THE garda commissioner Drew Harris has confirmed the Limerick division will one of the first in the country to fully implement the new policing model which is being rolled out nationwide.
The current district-led model is to be replaced with a divisional model which, it’s hoped, will lead to a greater amount of gardai being assigned to front line duties.
Briefing members the Limerick Joint Policing Committee, Mr Harris said community policing will be at the centre of the new model once it is rolled out.
The implementation process began earlier this week and it’s expected the new model will be in place before the end of next year.

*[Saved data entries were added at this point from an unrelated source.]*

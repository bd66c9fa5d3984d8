//! The `adapt` command: run the whole pipeline.
//!
//! ```bash
//! yamladapt adapt Caddyfile.yaml
//! yamladapt adapt app.yaml --env STAGE=prod --pretty -o app.json
//! yamladapt adapt app.yaml --strip root-only --strict-names
//! ```
//!
//! Warnings are printed to stderr even when adapting fails.

use anyhow::Result;
use clap::Args;
use std::path::{Path, PathBuf};

use super::common::{EnvArgs, InputArgs, print_warnings, write_output};
use crate::adapt::{AdaptOptions, Adapter};
use crate::config::AdapterConfig;
use crate::extensions::{NameMode, StripMode};

#[derive(Args)]
pub struct AdaptCommand {
    #[command(flatten)]
    input: InputArgs,

    #[command(flatten)]
    env: EnvArgs,

    /// Indent the JSON output
    #[arg(long)]
    pretty: bool,

    /// Where extension fields are removed [default: recursive]
    #[arg(long, value_enum, value_name = "MODE")]
    strip: Option<StripMode>,

    /// Reject extension names containing '-' or '.'
    #[arg(long)]
    strict_names: bool,

    /// Write the JSON to a file instead of stdout
    #[arg(short, long, value_name = "OUT")]
    output: Option<PathBuf>,
}

impl AdaptCommand {
    pub fn execute(self, config_path: Option<&Path>) -> Result<()> {
        let config = self.input.load_config(config_path)?;
        let body = self.input.read_body()?;
        let options = self.options(&config);

        let (output, warnings) = Adapter::new().adapt(&body, &options).into_parts();
        print_warnings(&warnings);
        let json = output?;

        write_output(self.output.as_deref(), &json)
    }

    /// Options for this run; flags override the configuration file.
    fn options(&self, config: &AdapterConfig) -> AdaptOptions {
        let mut policy = config.extensions;
        if let Some(strip) = self.strip {
            policy.strip = strip;
        }
        if self.strict_names {
            policy.names = NameMode::Strict;
        }

        AdaptOptions::new()
            .with_filename(self.input.document_name())
            .with_env(self.env.environment(config))
            .with_extensions(policy)
            .with_pretty(self.pretty || config.output.pretty)
    }
}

The Garda Commissioner Drew Harris has arrived at City Hall for today's meeting of the Limerick Joint Policing Committee. See @Limerick_Leader and https://t.co/AVFlCJwz1r for full details pic.twitter.com/NEdKR0nE9h— David Hurley (@DHurleyLL) December 12, 2019
Mr Harris told members of the JPC the new model, which is based on international best practice, will allow for more specialism locally – particularly when it comes to vulnerable victims and cyber crime.
For the first, time a duty inspector will be rostered 24 hours a day while the number of inspectors and sergeants is set to increase in the coming weeks.
A detective inspector will be appointed to the Protective Services Unit and a detective superintendent will be responsible for the investigation of serious crime across the division.
Henry Street garda station will remain the divisional headquarters and two community engagement hubs are to be established – one for the city and one for the county.
Following his presentation, Commissioner Harris was questioned by members about garda resources in Limerick, rural policing, unsolved murders and the requirement for new garda stations in areas of population growth in Limerick.